Problem statement
Go through the data and copy each line where the string "None" appears.

Saved data entries
·····
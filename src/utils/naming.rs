//! Deployment and resource name helpers.
//!
//! Azure resource names are built from length-limited fragments of the
//! service, stage, and region names; deployment names carry an embedded
//! millisecond timestamp behind a fixed marker so later runs can recover
//! when a deployment was created from its name alone.

use chrono::Utc;
use once_cell::sync::Lazy;
use regex::Regex;

/// Marker separating a deployment's base name from its embedded timestamp.
pub const DEPLOYMENT_NAME_MARKER: &str = "-t";

static TIMESTAMP_PATTERN: Lazy<Regex> = Lazy::new(|| {
    Regex::new(&format!(r"{DEPLOYMENT_NAME_MARKER}(\d+)")).expect("timestamp pattern is valid")
});

/// Concatenate the first `length` characters of each part, in order.
///
/// Counts Unicode scalar values rather than bytes, so multibyte input never
/// splits a character. Parts shorter than `length` contribute whole.
pub fn append_substrings(length: usize, parts: &[&str]) -> String {
    parts
        .iter()
        .flat_map(|part| part.chars().take(length))
        .collect()
}

/// Extract the digits following the `-t` marker anywhere in `name`.
///
/// Returns `None` when the marker is absent or followed by no digits.
pub fn timestamp_from_name(name: &str) -> Option<&str> {
    TIMESTAMP_PATTERN
        .captures(name)
        .and_then(|captures| captures.get(1))
        .map(|m| m.as_str())
}

/// Build a deployment name from `base` with the current UTC time embedded
/// behind the marker.
pub fn deployment_name(base: &str) -> String {
    format!(
        "{base}{DEPLOYMENT_NAME_MARKER}{}",
        Utc::now().timestamp_millis()
    )
}

#[cfg(test)]
mod tests {
    use super::*;

    #[test]
    fn test_append_substrings() {
        let parts = ["abcde", "fghij", "klmno", "pqrst", "uvwxyz", "ab"];
        assert_eq!(append_substrings(2, &parts), "abfgklpquvab");
    }

    #[test]
    fn test_append_substrings_short_parts_contribute_whole() {
        assert_eq!(append_substrings(3, &["ab", "cdef"]), "abcde");
    }

    #[test]
    fn test_append_substrings_zero_length() {
        assert_eq!(append_substrings(0, &["abc", "def"]), "");
    }

    #[test]
    fn test_append_substrings_empty_parts() {
        assert_eq!(append_substrings(4, &[]), "");
    }

    #[test]
    fn test_append_substrings_multibyte() {
        // Character-wise, not byte-wise
        assert_eq!(append_substrings(2, &["héllo", "日本語"]), "hé日本");
    }

    #[test]
    fn test_timestamp_from_name() {
        assert_eq!(timestamp_from_name("myDeployment-t12345"), Some("12345"));
    }

    #[test]
    fn test_timestamp_marker_without_digits() {
        assert_eq!(timestamp_from_name("myDeployment-t"), None);
    }

    #[test]
    fn test_timestamp_empty_name() {
        assert_eq!(timestamp_from_name(""), None);
    }

    #[test]
    fn test_timestamp_without_marker() {
        assert_eq!(timestamp_from_name("myDeployment12345"), None);
    }

    #[test]
    fn test_timestamp_marker_mid_name() {
        assert_eq!(timestamp_from_name("dep-t42-blue"), Some("42"));
    }

    #[test]
    fn test_deployment_name_roundtrip() {
        let name = deployment_name("myDeployment");
        assert!(name.starts_with("myDeployment-t"));

        let timestamp = timestamp_from_name(&name).unwrap();
        assert!(timestamp.parse::<i64>().unwrap() > 0);
    }
}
·····
Response
/// Returns `None` when the marker is absent or followed by no digits.
        assert_eq!(timestamp_from_name("myDeployment-t"), None);
        assert_eq!(timestamp_from_name(""), None);
        assert_eq!(timestamp_from_name("myDeployment12345"), None);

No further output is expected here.